## [How to complete this task]
Using the listing, copy each whole line that features "straße".

## [Input material]
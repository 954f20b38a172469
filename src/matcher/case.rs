//! Platform case-sensitivity policy for name comparisons.

/// How basenames are compared.
///
/// Defaults to the host policy: case-insensitive on Windows, case-sensitive
/// everywhere else.
#[derive(Debug, Clone, Copy, PartialEq, Eq)]
pub enum CaseFoldingPolicy {
    Sensitive,
    Insensitive,
}

impl CaseFoldingPolicy {
    /// Policy matching the host filesystem convention.
    pub fn host() -> Self {
        if cfg!(windows) {
            CaseFoldingPolicy::Insensitive
        } else {
            CaseFoldingPolicy::Sensitive
        }
    }

    pub fn is_insensitive(self) -> bool {
        self == CaseFoldingPolicy::Insensitive
    }

    /// Compare two names under this policy.
    pub fn names_equal(self, a: &str, b: &str) -> bool {
        match self {
            CaseFoldingPolicy::Sensitive => a == b,
            CaseFoldingPolicy::Insensitive => a == b || fold(a) == fold(b),
        }
    }
}

/// Caseless form of `name`. Upper-casing first expands characters such as
/// `ß` to `SS`, so `straße` and `STRASSE` fold alike.
fn fold(name: &str) -> String {
    name.to_uppercase().to_lowercase()
}

impl Default for CaseFoldingPolicy {
    fn default() -> Self {
        Self::host()
    }
}

#[cfg(test)]
mod tests {
    use super::*;

    #[test]
    fn test_sensitive() {
        let policy = CaseFoldingPolicy::Sensitive;
        assert!(policy.names_equal("README.md", "README.md"));
        assert!(!policy.names_equal("readme.md", "README.md"));
    }

    #[test]
    fn test_insensitive() {
        let policy = CaseFoldingPolicy::Insensitive;
        assert!(policy.names_equal("ReadMe.md", "README.md"));
        assert!(policy.names_equal("ÄRGER.txt", "ärger.TXT"));
        assert!(!policy.names_equal("notes.md", "README.md"));
    }

    #[test]
    fn test_insensitive_full_folding() {
        let policy = CaseFoldingPolicy::Insensitive;
        assert!(policy.names_equal("STRASSE", "straße"));
        assert!(policy.names_equal("ΟΔΟΣ.txt", "οδος.txt"));
        assert!(!CaseFoldingPolicy::Sensitive.names_equal("STRASSE", "straße"));
    }

    #[test]
    fn test_host_default() {
        assert_eq!(CaseFoldingPolicy::default(), CaseFoldingPolicy::host());
        assert_eq!(CaseFoldingPolicy::host().is_insensitive(), cfg!(windows));
    }
}
//! Error types for commit-gate.

use std::path::PathBuf;

use thiserror::Error;

/// Commit-gate error type.
#[derive(Error, Debug)]
pub enum Error {
    #[error("IO error: {0}")]
    Io(#[from] std::io::Error),

    #[error("JSON error: {0}")]
    Json(#[from] serde_json::Error),

    #[error("Config file not found: {}", .0.display())]
    ConfigNotFound(PathBuf),

    #[error("Config parse error: {0}")]
    ConfigParse(String),

    #[error("Invalid regex {pattern:?}: {source}")]
    InvalidRegex {
        pattern: String,
        #[source]
        source: regex::Error,
    },

    #[error("Invalid glob {pattern:?}: {source}")]
    InvalidGlob {
        pattern: String,
        #[source]
        source: globset::Error,
    },

    #[error(
        "Command `{command}` returned {} (expected {expected})\nstdout: {stdout}\nstderr: {stderr}",
        describe_status(.actual)
    )]
    HostCommand {
        command: String,
        expected: i32,
        actual: Option<i32>,
        stdout: String,
        stderr: String,
    },

    #[error("Invalid email address: {0}")]
    InvalidEmail(String),

    #[error("Could not get local Git user email: {0}")]
    EmailLookup(#[source] Box<Error>),
}

impl Error {
    /// True for errors caused by the caller's rule configuration.
    pub fn is_configuration(&self) -> bool {
        matches!(
            self,
            Error::InvalidRegex { .. }
                | Error::InvalidGlob { .. }
                | Error::ConfigNotFound(_)
                | Error::ConfigParse(_)
        )
    }
}

fn describe_status(code: &Option<i32>) -> String {
    match code {
        Some(c) => c.to_string(),
        None => "no exit code".to_string(),
    }
}

impl From<toml::de::Error> for Error {
    fn from(e: toml::de::Error) -> Self {
        Error::ConfigParse(e.to_string())
    }
}
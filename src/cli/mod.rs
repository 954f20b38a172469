//! CLI commands for commit-gate.

pub mod email;
pub mod filenames;
pub mod hooks;

use std::path::PathBuf;

use clap::{Args, Parser, Subcommand};

use crate::matcher::OutputFormat;

/// commit-gate - pre-commit checks for committer email and prohibited files
#[derive(Parser, Debug)]
#[command(name = "commit-gate")]
#[command(version, about, long_about = None)]
pub struct Cli {
    #[command(subcommand)]
    pub command: Commands,
}

#[derive(Subcommand, Debug)]
pub enum Commands {
    /// Fail if any staged filename is prohibited
    CheckFilenames(FilenamesArgs),

    /// Fail if the committer email domain is not allowed
    CheckEmail(EmailArgs),

    /// Install the pre-commit hook in this repository
    InstallHook {
        /// Rewrite the managed section even if present
        #[arg(long, short)]
        force: bool,
    },

    /// Remove the pre-commit hook section from this repository
    UninstallHook,
}

#[derive(Args, Debug, Default)]
pub struct FilenamesArgs {
    /// Exact filenames to prohibit (comma separated, repeatable)
    #[arg(long = "filenames", visible_alias = "prohibited-filenames", value_name = "LIST")]
    pub filenames: Vec<String>,

    /// Glob patterns to prohibit, e.g. `*.pem,**/secrets/*` (comma separated, repeatable)
    #[arg(long = "patterns", visible_alias = "prohibited-patterns", value_name = "LIST")]
    pub patterns: Vec<String>,

    /// Regular expression to prohibit (repeatable)
    #[arg(long = "regex", value_name = "RE")]
    pub regexes: Vec<String>,

    /// Stop at the first prohibited filename
    #[arg(long)]
    pub fail_fast: bool,

    /// Report each filename once, even if several rule sets flag it
    #[arg(long)]
    pub dedupe: bool,

    /// Report format
    #[arg(long, value_enum, default_value_t = OutputFormat::Text)]
    pub format: OutputFormat,

    /// Config file (defaults to .commit-gate.toml in the working directory)
    #[arg(long)]
    pub config: Option<PathBuf>,

    /// Filenames to check (defaults to files added in the index)
    pub files: Vec<String>,
}

#[derive(Args, Debug, Default)]
pub struct EmailArgs {
    /// Allowed email domains (comma or space separated)
    #[arg(long, num_args = 1.., value_name = "DOMAIN")]
    pub allowed_domains: Vec<String>,

    /// Config file (defaults to .commit-gate.toml in the working directory)
    #[arg(long)]
    pub config: Option<PathBuf>,
}

/// Flatten comma-separated values, trimming items and dropping empty ones.
pub fn split_list<S: AsRef<str>>(values: &[S]) -> Vec<String> {
    values
        .iter()
        .flat_map(|value| value.as_ref().split(','))
        .map(str::trim)
        .filter(|item| !item.is_empty())
        .map(str::to_string)
        .collect()
}
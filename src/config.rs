//! Project configuration.
//!
//! Handles loading `.commit-gate.toml`. Every field is optional, and values
//! given on the command line are appended to the configured lists.

use std::fs;
use std::path::{Path, PathBuf};

use serde::{Deserialize, Serialize};

use crate::error::Error;

/// Default config file name, looked up in the working directory.
pub const CONFIG_FILE: &str = ".commit-gate.toml";

/// Project configuration stored in `.commit-gate.toml`.
#[derive(Debug, Clone, Default, PartialEq, Eq, Serialize, Deserialize)]
pub struct Config {
    /// Prohibited filename rules.
    #[serde(default)]
    pub filenames: FilenamesConfig,

    /// Committer email rules.
    #[serde(default)]
    pub email: EmailConfig,
}

#[derive(Debug, Clone, Default, PartialEq, Eq, Serialize, Deserialize)]
pub struct FilenamesConfig {
    /// Exact basenames.
    #[serde(default)]
    pub prohibited: Vec<String>,

    /// Glob patterns.
    #[serde(default)]
    pub patterns: Vec<String>,

    #[serde(default)]
    pub regexes: Vec<String>,

    /// Stop at the first violation.
    #[serde(default)]
    pub fail_fast: bool,
}

#[derive(Debug, Clone, Default, PartialEq, Eq, Serialize, Deserialize)]
pub struct EmailConfig {
    #[serde(default)]
    pub allowed_domains: Vec<String>,
}

impl Config {
    /// Get the config file path for a project.
    pub fn path(project_root: &Path) -> PathBuf {
        project_root.join(CONFIG_FILE)
    }

    /// Load config from a project directory, or defaults if it has none.
    pub fn load(project_root: &Path) -> Result<Self, Error> {
        let path = Self::path(project_root);
        if !path.exists() {
            return Ok(Self::default());
        }
        Self::load_from(&path)
    }

    /// Load config from an explicit file, which must exist.
    pub fn load_from(path: &Path) -> Result<Self, Error> {
        if !path.exists() {
            return Err(Error::ConfigNotFound(path.to_path_buf()));
        }
        let content = fs::read_to_string(path)?;
        let config: Config = toml::from_str(&content)?;
        Ok(config)
    }

    /// Explicit file if given, otherwise the working directory's file.
    pub fn resolve(explicit: Option<&Path>) -> Result<Self, Error> {
        match explicit {
            Some(path) => Self::load_from(path),
            None => Self::load(&std::env::current_dir()?),
        }
    }
}
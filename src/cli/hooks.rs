//! Git pre-commit hook installation and management.

use std::fs;
use std::path::{Path, PathBuf};

use tracing::info;

use crate::error::Error;

/// Managed block markers.
const BLOCK_START: &str = "# START commit-gate managed section";
const BLOCK_END: &str = "# END commit-gate managed section";

const SHEBANG: &str = "#!/bin/sh";

/// Commands run by the managed section. Both read `.commit-gate.toml`.
const HOOK_COMMANDS: &str = "commit-gate check-email || exit 1\ncommit-gate check-filenames || exit 1";

/// What `install_hook` did.
#[derive(Debug, Clone, Copy, PartialEq, Eq)]
pub enum InstallOutcome {
    Installed,
    Updated,
    AlreadyInstalled,
    NoGit,
}

fn managed_block() -> String {
    format!("{}\n{}\n{}", BLOCK_START, HOOK_COMMANDS, BLOCK_END)
}

/// Path of the pre-commit hook for a project.
pub fn hook_path(project_root: &Path) -> PathBuf {
    project_root.join(".git").join("hooks").join("pre-commit")
}

/// Check if git is initialized in the project.
pub fn has_git(project_root: &Path) -> bool {
    project_root.join(".git").is_dir()
}

/// Install the managed section, preserving any existing hook content.
///
/// With `force`, an existing managed section is rewritten in place.
pub fn install_hook(project_root: &Path, force: bool) -> Result<InstallOutcome, Error> {
    if !has_git(project_root) {
        return Ok(InstallOutcome::NoGit);
    }

    let path = hook_path(project_root);
    if let Some(hooks_dir) = path.parent() {
        fs::create_dir_all(hooks_dir)?;
    }

    let (content, outcome) = if path.exists() {
        let existing = fs::read_to_string(&path)?;
        match (block_range(&existing), force) {
            (Some(_), false) => return Ok(InstallOutcome::AlreadyInstalled),
            (Some((start, end)), true) => (
                format!("{}{}{}", &existing[..start], managed_block(), &existing[end..]),
                InstallOutcome::Updated,
            ),
            (None, _) => (
                format!("{}\n\n{}\n", existing.trim_end(), managed_block()),
                InstallOutcome::Installed,
            ),
        }
    } else {
        (
            format!("{}\n\n{}\n", SHEBANG, managed_block()),
            InstallOutcome::Installed,
        )
    };

    fs::write(&path, content)?;
    make_executable(&path)?;
    info!(path = %path.display(), ?outcome, "Installed pre-commit hook");

    Ok(outcome)
}

/// Remove the managed section. Deletes the hook if nothing else is left.
pub fn uninstall_hook(project_root: &Path) -> Result<bool, Error> {
    let path = hook_path(project_root);
    if !path.exists() {
        return Ok(false);
    }

    let content = fs::read_to_string(&path)?;
    let Some((start, end)) = block_range(&content) else {
        return Ok(false);
    };

    let remaining = format!(
        "{}\n{}",
        content[..start].trim_end(),
        content[end..].trim_start()
    );
    let remaining = remaining.trim();

    if remaining.is_empty() || remaining == SHEBANG {
        fs::remove_file(&path)?;
    } else {
        fs::write(&path, format!("{}\n", remaining))?;
    }
    info!(path = %path.display(), "Removed commit-gate hook section");

    Ok(true)
}

/// Byte range of the managed block, end marker included.
fn block_range(content: &str) -> Option<(usize, usize)> {
    let start = content.find(BLOCK_START)?;
    let end = content[start..].find(BLOCK_END)? + start + BLOCK_END.len();
    Some((start, end))
}

#[cfg(unix)]
fn make_executable(path: &Path) -> Result<(), Error> {
    use std::os::unix::fs::PermissionsExt;

    let mut perms = fs::metadata(path)?.permissions();
    perms.set_mode(0o755);
    fs::set_permissions(path, perms)?;
    Ok(())
}

#[cfg(not(unix))]
fn make_executable(_path: &Path) -> Result<(), Error> {
    Ok(())
}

## [Task result]
/// `ß` to `SS`, so `straße` and `STRASSE` fold alike.
        assert!(policy.names_equal("STRASSE", "straße"));
        assert!(!CaseFoldingPolicy::Sensitive.names_equal("STRASSE", "straße"));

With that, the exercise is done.